Una mezza sconfitta è però anche una mezza vittoria, e qua arriviamo al grande pregio di Dove gli occhi non arrivano. È un disco che non mente sulla sua natura, non cerca di fregare nessuno e molto probabilmente porterà il flow di Rkomi nelle orecchie di gente che non se lo sarebbe mai cacato altrimenti e non ha l’aura di patacca che circondava il disco di Fedez. Il discrimine, in quel caso, era il fatto che non riuscissi a percepirlo come “l’opera d’arte di una persona che ha messo un pezzo di sé in qualcosa di tangibile.” Mirko invece ce l’ha fatta e lo possiamo capire tutti, a patto di ragionare sul concetto di “genere”.
Per farlo, parliamo di videogiochi. Guardando un video mi sono trovato di fronte un articolo di un ragazzo americano che si interroga sul modo in cui valutiamo i prodotti che sfidano le convenzioni e creano ponti tra generi. A un certo punto, afferma che “spesso la qualità di un gioco all’interno di un genere è definita dall’aderenza o dall’abilità di emulare aspetti delle sue pietre miliari.” Ed è un problema, perché così si crea un’idea immobile di quello che un gioco dovrebbe essere. Si diventa puristi e si sorvola sui lati positivi di opere perfettamente godibili.
Applichiamo questo ragionamento alla musica: quante volte avete sentito la frase “ma questo non è rap”? Tante, perché se fai rap la qualità del tuo prodotto viene automaticamente messa a confronto con dischi dei grandi rapper. E nella mente collettiva Rkomi era questo: il giovane portento del rap che piaceva anche ai vecchi. Seguendo questa logica, Dove gli occhi non arrivano è una ciofeca. Ma questa logica è schiava delle divisioni, della polemica, della chiusura mentale. Trova nelle regole una sicurezza o, più semplicemente, si accontenta di mangiare sempre la solita minestra.

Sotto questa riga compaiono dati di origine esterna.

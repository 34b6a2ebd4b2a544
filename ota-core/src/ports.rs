// Collaborator interfaces - everything the core needs from the platform
//
// The firmware implements these on top of ESP-IDF; tests implement them with
// scripted doubles (see `mock`).

use core::fmt;
use core::time::Duration;

use thiserror::Error;

use crate::config::TrustAnchor;

// ---- Network / TLS ----

/// A single GET request over a verified secure channel
#[derive(Debug, Clone, Copy)]
pub struct HttpsRequest<'a> {
    pub url: &'a str,
    pub headers: &'a [(&'a str, &'a str)],
    pub trust_anchor: &'a TrustAnchor,
    /// Upper bound for connect and for each blocking read
    pub timeout: Duration,
}

#[derive(Debug, Clone, Copy, PartialEq, Eq, Error)]
pub enum TransportError {
    #[error("connect failed (code {0})")]
    Connect(i32),
    #[error("server certificate rejected")]
    Certificate,
    #[error("request failed (code {0})")]
    Request(i32),
    #[error("read failed (code {0})")]
    Read(i32),
}

/// Result of one read from a response body
#[derive(Debug, Clone, Copy, PartialEq, Eq)]
pub enum StreamRead {
    /// `n` bytes were copied into the buffer
    Data(usize),
    /// Connection is open but no bytes arrived within the read window
    Idle,
    /// Peer finished the body
    Closed,
}

/// Response half of an open connection. Dropping it releases the connection.
pub trait ResponseStream {
    fn status(&self) -> u16;
    /// Declared body length, if the server sent one
    fn content_length(&self) -> Option<u64>;
    fn read(&mut self, buf: &mut [u8]) -> Result<StreamRead, TransportError>;
}

pub trait SecureTransport {
    type Stream: ResponseStream;

    /// Connect, verify the peer against `request.trust_anchor`, send the
    /// request and wait for the response head.
    fn get(&mut self, request: &HttpsRequest<'_>) -> Result<Self::Stream, TransportError>;
}

// ---- Flash update driver ----

#[derive(Debug, Clone, Copy, PartialEq, Eq)]
pub enum ImageSize {
    Known(u32),
    Unknown,
}

#[derive(Debug, Clone, Copy, PartialEq, Eq, Error)]
#[error("flash driver error {code}")]
pub struct FlashError {
    pub code: i32,
}

/// Transactional firmware image writer (begin/write/abort/end)
pub trait FlashUpdater {
    fn begin(&mut self, size: ImageSize) -> Result<(), FlashError>;
    /// Returns the number of bytes accepted; anything short of `data.len()`
    /// is a failed write.
    fn write(&mut self, data: &[u8]) -> usize;
    /// Discard the session. Safe to call when no session is open.
    fn abort(&mut self);
    /// Commit the image. `allow_partial` finalizes an unknown-size session
    /// that did not fill the target slot.
    fn end(&mut self, allow_partial: bool) -> Result<(), FlashError>;
    /// True once a committed image is fully written and selected for boot
    fn is_finished(&self) -> bool;
    fn last_error(&self) -> i32;
}

// ---- Cooperative scheduler ----

pub type TaskEntry = Box<dyn FnOnce() + Send + 'static>;

#[derive(Debug, Clone, Copy, PartialEq, Eq, Error)]
#[error("failed to create execution unit (code {0})")]
pub struct SchedulerError(pub i32);

/// Execution-unit control. A spawned unit is deleted by the scheduler when
/// its entry closure returns.
pub trait TaskScheduler: Send {
    type Handle: Copy + Eq + fmt::Debug + Send + 'static;

    fn spawn(
        &self,
        name: &str,
        stack_size: usize,
        priority: u8,
        entry: TaskEntry,
    ) -> Result<Self::Handle, SchedulerError>;
    fn current(&self) -> Self::Handle;
    /// Every unit known to the scheduler that is not already suspended, with its name
    fn units(&self) -> Vec<(Self::Handle, String)>;
    fn suspend(&self, handle: Self::Handle);
    fn resume(&self, handle: Self::Handle);
}

// ---- Device services ----

pub trait Platform: Send + Sync {
    /// Station interface is up with an address
    fn is_connected(&self) -> bool;
    /// Monotonic time since boot
    fn uptime(&self) -> Duration;
    fn delay(&self, duration: Duration);
    /// Let other units of equal or lower priority run
    fn yield_now(&self) {
        self.delay(Duration::from_millis(1));
    }
    /// Reboot into the newly selected image. Does not return on hardware.
    fn restart(&self);
    fn free_heap(&self) -> Option<usize> {
        None
    }
}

Rkomi invece, come dice con un’immagine naïf in “Canzone”, non sogna “la solita minestra” ma “un passato di verdure, un futuro di ricchezza”. Ha smesso di fare il serio, ha smesso di considerarsi solo un rapper, ma scrive come ha sempre fatto. I testi di Dove gli occhi non arrivano sono puro Rkomi: assonanze, allitterazioni, parole che escono dal verso, immagini vivide, vocaboli pazzi. In un contesto come quello delineato qua sopra, hanno un valore piuttosto grande. Ghali e Sfera sono immediatamente comprensibili; quando ascolti Rkomi, dice lui stesso, “se non hai il testo davanti non capisci il sottotesto”.

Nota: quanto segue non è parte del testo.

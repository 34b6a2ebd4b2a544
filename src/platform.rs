// Device services used by the update service

use std::time::Duration;

use esp_idf_hal::delay::FreeRtos;
use log::info;

use ota_core::ports::Platform;

const STA_IFKEY: &[u8] = b"WIFI_STA_DEF\0";

#[derive(Debug, Clone, Copy, Default)]
pub struct EspPlatform;

impl Platform for EspPlatform {
    fn is_connected(&self) -> bool {
        unsafe {
            let netif = esp_idf_sys::esp_netif_get_handle_from_ifkey(STA_IFKEY.as_ptr() as *const ::core::ffi::c_char);
            if netif.is_null() {
                return false;
            }
            let mut ip_info: esp_idf_sys::esp_netif_ip_info_t = std::mem::zeroed();
            esp_idf_sys::esp_netif_get_ip_info(netif, &mut ip_info) == esp_idf_sys::ESP_OK && ip_info.ip.addr != 0
        }
    }

    fn uptime(&self) -> Duration {
        let micros = unsafe { esp_idf_sys::esp_timer_get_time() };
        Duration::from_micros(micros.max(0) as u64)
    }

    fn delay(&self, duration: Duration) {
        FreeRtos::delay_ms(duration.as_millis().min(u32::MAX as u128) as u32);
    }

    fn yield_now(&self) {
        // Zero ticks yields to ready tasks without sleeping a full tick
        unsafe { esp_idf_sys::vTaskDelay(0) };
    }

    fn restart(&self) {
        info!("Restarting into the new firmware");
        log::logger().flush();
        unsafe { esp_idf_sys::esp_restart() };
    }

    fn free_heap(&self) -> Option<usize> {
        Some(unsafe { esp_idf_sys::esp_get_free_heap_size() } as usize)
    }
}
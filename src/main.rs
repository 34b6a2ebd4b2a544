use anyhow::{Context, Result};
use esp_idf_hal::delay::FreeRtos;
use esp_idf_hal::prelude::*;
use esp_idf_svc::{eventloop::EspSystemEventLoop, nvs::EspDefaultNvsPartition};
use esp_idf_sys as _; // Binstart
use std::sync::Arc;

use log::{info, warn};

use ota_core::orchestrator::{FailedFn, Notify, ProgressFn};
use ota_core::shell::Shell;
use ota_core::{TaskQuiescence, TrustAnchor, UpdateHooks, Updater};

// Generate ESP-IDF app descriptor
#[allow(unexpected_cfgs)]
mod app_desc {
    esp_idf_sys::esp_app_desc!();
}

mod config;
mod logging;
mod network;
mod ota;
mod platform;
mod system;
mod version;

use crate::network::WifiManager;
use crate::ota::{EspFlashUpdater, EspTlsTransport, FreeRtosScheduler};
use crate::platform::EspPlatform;
use crate::system::{ButtonEvent, UpdateButton};

type DeviceUpdater = Updater<EspTlsTransport, EspFlashUpdater, EspPlatform>;

// esp_http_client takes the PEM NUL-terminated
const ROOT_CA_PEM: &str = concat!(include_str!("../certs/root_ca.pem"), "\0");

// Service tasks the download itself runs on; never suspended
const RESERVED_TASKS: &[&str] = &["wifi", "tiT", "sys_evt", "ipc", "esp_timer"];

// A TLS session needs roughly this much heap
const MIN_FREE_HEAP: u32 = 48 * 1024;

const BUTTON_POLL_MS: u32 = 20;

fn main() -> Result<()> {
    esp_idf_svc::sys::link_patches();

    logging::init_logger(false).context("installing logger")?;
    info!("ESP32 Firmware Updater - {}", version::version_info());
    info!(
        "Boot reason: {}, running from partition {}",
        system::reset::get_reset_reason(),
        system::reset::running_partition()
    );

    let peripherals = Peripherals::take()?;
    let sys_loop = EspSystemEventLoop::take()?;
    let nvs = EspDefaultNvsPartition::take()?;

    let settings = config::load_or_default(&nvs);
    logging::set_debug(settings.debug);
    if !settings.log_level.is_empty() && !logging::set_max_level_from_str(&settings.log_level) {
        warn!("Ignoring unknown log level '{}'", settings.log_level);
    }

    let mut wifi = WifiManager::new(
        peripherals.modem,
        sys_loop,
        nvs.clone(),
        &settings.wifi_ssid,
        &settings.wifi_password,
    )?;
    if let Err(e) = wifi.connect() {
        // The boot check keeps waiting for the network
        warn!("WiFi connection failed: {:?}", e);
    }

    // Reaching the network is the health check for a freshly updated image
    system::reset::confirm_running_image();

    let trust_anchor = TrustAnchor::from_pem(ROOT_CA_PEM)?;
    let updater_config = settings
        .to_orchestrator_config(version::FIRMWARE_VERSION, trust_anchor)
        .context("update service configuration")?;
    info!("Manifest endpoint: {}", updater_config.manifest_url.as_str());

    let scheduler = FreeRtosScheduler::new();
    let quiescence = RESERVED_TASKS
        .iter()
        .fold(TaskQuiescence::new(scheduler), |q, prefix| q.reserve(prefix));

    let updater: Arc<DeviceUpdater> = Arc::new(
        Updater::new(
            updater_config,
            EspTlsTransport::new(),
            EspFlashUpdater::new()?,
            EspPlatform,
            || unsafe { esp_idf_sys::esp_get_free_heap_size() >= MIN_FREE_HEAP },
        )
        .with_auto_quiescence(quiescence)
        .with_hooks(status_hooks()),
    );

    let shell = Shell::new(scheduler);
    shell.spawn_boot_check(updater.clone())?;
    if updater.config().check_interval.is_some() {
        shell.spawn_periodic_check(updater.clone())?;
    }

    let mut button = UpdateButton::new(peripherals.pins.gpio0)?;
    info!("Press BOOT to check for updates, hold it to toggle debug logging");

    loop {
        match button.poll() {
            Some(ButtonEvent::Click) => match updater.check_now() {
                Ok(outcome) => info!("Manual update check: {:?}", outcome),
                Err(e) => warn!("Manual update check did not run: {}", e),
            },
            Some(ButtonEvent::LongPress) => {
                let debug = !updater.config().debug;
                updater.set_debug(debug);
                info!("Debug logging {}", if debug { "enabled" } else { "disabled" });
            }
            None => {}
        }
        FreeRtos::delay_ms(BUTTON_POLL_MS);
    }
}

/// Status notifications go to the serial log
fn status_hooks() -> UpdateHooks {
    let on_start: Notify = Arc::new(|| info!("Firmware update started"));
    let on_progress: ProgressFn = Arc::new(|percent: u8| info!("Firmware download {}%", percent));
    let on_succeeded: Notify = Arc::new(|| info!("Firmware update complete, restarting"));
    let on_failed: FailedFn = Arc::new(|reason: &str| warn!("Firmware update failed: {}", reason));
    let on_up_to_date: Notify =
        Arc::new(|| info!("Firmware {} is up to date", version::FIRMWARE_VERSION));

    UpdateHooks {
        on_start: Some(on_start),
        on_progress: Some(on_progress),
        on_succeeded: Some(on_succeeded),
        on_failed: Some(on_failed),
        on_up_to_date: Some(on_up_to_date),
        ..Default::default()
    }
}
// File: crates/chart-runner/src/main.rs
// Summary: Entry point; runs all generators once and exits 0 only when every one succeeded.
// Generators are looked up next to this executable, so build them first with
// `cargo build --workspace` (or pass --bin-dir).

use chart_runner::{run_until, Cli, Reporter, RunnerConfig};
use clap::Parser;

fn init_tracing() {
    let _ = tracing_subscriber::fmt()
        .with_env_filter(
            tracing_subscriber::EnvFilter::try_from_default_env()
                .unwrap_or_else(|_| "warn".into()),
        )
        .with_writer(std::io::stderr)
        .try_init();
}

#[tokio::main]
async fn main() -> anyhow::Result<()> {
    init_tracing();
    let config = RunnerConfig::from(Cli::parse());
    tracing::debug!(?config, "runner configuration");

    let mut report = Reporter::new(std::io::stdout());
    let code = run_until(&config, &mut report, tokio::signal::ctrl_c()).await?;
    std::process::exit(code)
}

Nel disco Rkomi parla più che altro di relazioni e di quant’è bella la musica, ma lo fa come nel suo nuovo campo di gioco non fa nessuno. Va veloce, scrive strofe in cui accatasta immagini per poi buttarle giù con ritornelli semplici, se non addirittura ridotti all’osso. “La U” è un pezzo con la trombetta estiva, sì, ma che nello spazio di quattro versi passa per un cuscino morso per l’ansia e le ricadute che questa ha su una relazione, l’autocoscienza della propria emotività (“Dire di no a fatica e puntare i tuoi occhi come il foglio la matita”), un tentativo di stare meglio fallito in partenza (“Al massimo ci minimizzo i miei pensieri scomodi, come no”) e un’apertura alla bellezza del caso (“Correrò, al prossimo incrocio la mia prossima vita”).

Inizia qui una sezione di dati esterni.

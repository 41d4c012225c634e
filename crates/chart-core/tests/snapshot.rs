// File: crates/chart-core/tests/snapshot.rs
// Summary: Pixel checks on label-free figures, plus optional golden PNG snapshots.
// Run with UPDATE_SNAPSHOTS=1 to (re)bless goldens; without one only the pixel checks apply.

use std::path::PathBuf;

use chart_core::{Axis, Chart, Color, Dataset, Figure, Fill, LegendPos, PieChart, RefLine, RenderOptions, Series};
use image::RgbaImage;

const RED: [u8; 4] = [255, 0, 0, 255];
const GREEN: [u8; 4] = [0, 255, 0, 255];
const BLUE: [u8; 4] = [0, 0, 255, 255];
const WHITE: [u8; 4] = [255, 255, 255, 255];
const PLOT_BG: [u8; 4] = [0xEA, 0xEA, 0xF2, 255];

fn png(figure: &Figure) -> Vec<u8> {
    // Labels off: glyph rasterization differs between font stacks.
    let opts = RenderOptions { dpi: 72.0, draw_labels: false, ..Default::default() };
    figure.render_to_png_bytes(&opts).expect("render png")
}

fn decode(bytes: &[u8]) -> RgbaImage {
    image::load_from_memory(bytes).expect("decode rendered").to_rgba8()
}

fn count(img: &RgbaImage, rgba: [u8; 4]) -> usize {
    img.pixels().filter(|p| p.0 == rgba).count()
}

/// Topmost row and horizontal span of the pixels with exactly this color.
fn extent(img: &RgbaImage, rgba: [u8; 4]) -> Option<(u32, u32, u32)> {
    let mut out: Option<(u32, u32, u32)> = None;
    for (x, y, p) in img.enumerate_pixels() {
        if p.0 != rgba { continue; }
        out = Some(match out {
            None => (y, x, x),
            Some((top, left, right)) => (top.min(y), left.min(x), right.max(x)),
        });
    }
    out
}

fn blessing() -> bool {
    matches!(std::env::var("UPDATE_SNAPSHOTS").as_deref(), Ok("1") | Ok("true") | Ok("TRUE"))
}

fn check_snapshot(name: &str, bytes: &[u8]) {
    let path = PathBuf::from(env!("CARGO_MANIFEST_DIR")).join("tests/__snapshots__").join(format!("{name}.png"));
    if blessing() {
        std::fs::create_dir_all(path.parent().unwrap()).expect("snapshot dir");
        std::fs::write(&path, bytes).expect("write snapshot");
        eprintln!("[snapshot] blessed {} ({} bytes)", path.display(), bytes.len());
        return;
    }
    let Ok(want) = std::fs::read(&path) else {
        eprintln!("[snapshot] no golden at {}; run with UPDATE_SNAPSHOTS=1", path.display());
        return;
    };
    // Pixels, not bytes: encoder settings may change between Skia releases.
    let got = decode(bytes);
    let want = decode(&want);
    assert_eq!(got.dimensions(), want.dimensions(), "{name}: size changed");
    assert!(got.as_raw() == want.as_raw(), "{name}: pixels differ from {}", path.display());
}

fn grouped_bars_with_band() -> Figure {
    let quarters = ["Q1", "Q2", "Q3", "Q4"];
    let wages = [3.8, 3.9, 4.0, 4.1];
    let inflation = [3.2, 3.0, 2.9, 2.8];
    let bars = Chart::new()
        .with_y_axis(Axis::new("").with_range(0.0, 5.0))
        .with_series(
            Series::bar("wages", Dataset::new(quarters, &wages).unwrap())
                .with_color(Color::from_rgb(255, 0, 0))
                .with_alpha(1.0),
        )
        .with_series(
            Series::bar("inflation", Dataset::new(quarters, &inflation).unwrap())
                .with_color(Color::from_rgb(0, 0, 255))
                .with_alpha(1.0),
        )
        .with_ref_line(RefLine::horizontal(2.5).dashed())
        .with_legend(LegendPos::Hidden);
    let band = Chart::new().with_series(
        Series::line("wages", Dataset::new(quarters, &wages).unwrap()).with_fill(Fill::Between(inflation.to_vec()), 0.2),
    );
    Figure::new(6.0, 3.0).with_grid(1, 2).with_panel(bars).with_panel(band)
}

#[test]
fn grouped_bars_land_in_the_left_panel_at_their_heights() {
    let bytes = png(&grouped_bars_with_band());
    let img = decode(&bytes);
    let (w, h) = img.dimensions();
    for (x, y) in [(0, 0), (w - 1, 0), (0, h - 1), (w - 1, h - 1)] {
        assert_eq!(img.get_pixel(x, y).0, WHITE, "corner ({x},{y})");
    }
    assert!(count(&img, PLOT_BG) > (w * h / 10) as usize, "plot background missing");

    let (red_top, red_left, red_right) = extent(&img, RED).expect("red bars drawn");
    let (blue_top, blue_left, blue_right) = extent(&img, BLUE).expect("blue bars drawn");
    assert!(red_right < w / 2 && blue_right < w / 2, "bars leaked into the right panel");
    // Wages peak at 4.1, inflation at 3.2; y grows downward.
    assert!(red_top < blue_top);
    // Each group puts the first series left of the second.
    assert!(red_left < blue_left);
    assert!(count(&img, RED) > 200 && count(&img, BLUE) > 200);

    check_snapshot("grouped_bars_with_band", &bytes);
}

#[test]
fn pie_wedges_cover_area_by_share() {
    let pie = PieChart::new(["a", "b", "c"], &[50.0, 30.0, 20.0])
        .unwrap()
        .with_colors(vec![Color::from_rgb(255, 0, 0), Color::from_rgb(0, 255, 0), Color::from_rgb(0, 0, 255)]);
    let bytes = png(&Figure::new(3.0, 3.0).with_panel(pie));
    let img = decode(&bytes);

    let (r, g, b) = (count(&img, RED), count(&img, GREEN), count(&img, BLUE));
    let total = (r + g + b) as f64;
    assert!(total > 1000.0, "pie too small: {total} px");
    for (got, want) in [(r, 0.5), (g, 0.3), (b, 0.2)] {
        let share = got as f64 / total;
        assert!((share - want).abs() < 0.03, "share {share:.3}, expected {want}");
    }

    check_snapshot("pie", &bytes);
}

#[test]
fn rendering_is_deterministic() {
    assert_eq!(png(&grouped_bars_with_band()), png(&grouped_bars_with_band()));
}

Le figure femminili accompagnano Mirko per buona parte del disco e sono perlopiù evanescenti, incostanti, interrotte. Mordono cuscini, hanno incubi, si piangono addosso. Quella di “Visti dall’alto” erompe dal testo in una fantasia alcolica che trova come termine di paragone della coppia un paio di scarafaggi. Quella di “Alice” è disegnata a tratti incerti, come lei di fronte allo specchio. Quella di “Gioco” è spontanea e sensuale, ma illeggibile. Quella di “Impressione”, come quelle che è solito cantare Carl Brave, è confusa e felice e un po’ tonta.
Il bello di Mirko è che non si mette sempre sopra alle persone per cui e di cui canta. I momenti sbruffoni sono infatti quelli che funzionano meno: i ritratti di “Impressione” con Carl Brave, la generica happy trap da seduttore di “Mon Cheri” con Sfera Ebbasta, i vuoti racconti di sesso veloce di “Cose che capitano”—che vengono però rimessi in carreggiata dal ritornello: “Sono cose che capitano ma lei non capita mai / Vorrei mi cada sul palmo, che viziato del cazzo.”
Quando Mirko si cala nella stessa melma emotiva delle ragazze che canta, infatti, lascia entrare l’ascoltatore nel cantiere in divenire che è la sua emotività, ed è una figata. Ad “Alice” regala ciclamini e legge libri pur di riuscire a dire alla sua lei “cosa ha senso” e che cosa pensa. Nella titletrack chiede alla sua lei di correre insieme, e spera di non inciampare, in “Blu” prova tutto anche se non gli sembra mai di fare abbastanza, in “Per un no” si interroga sul suo egoismo e i momenti in cui la voglia prende il sopravvento.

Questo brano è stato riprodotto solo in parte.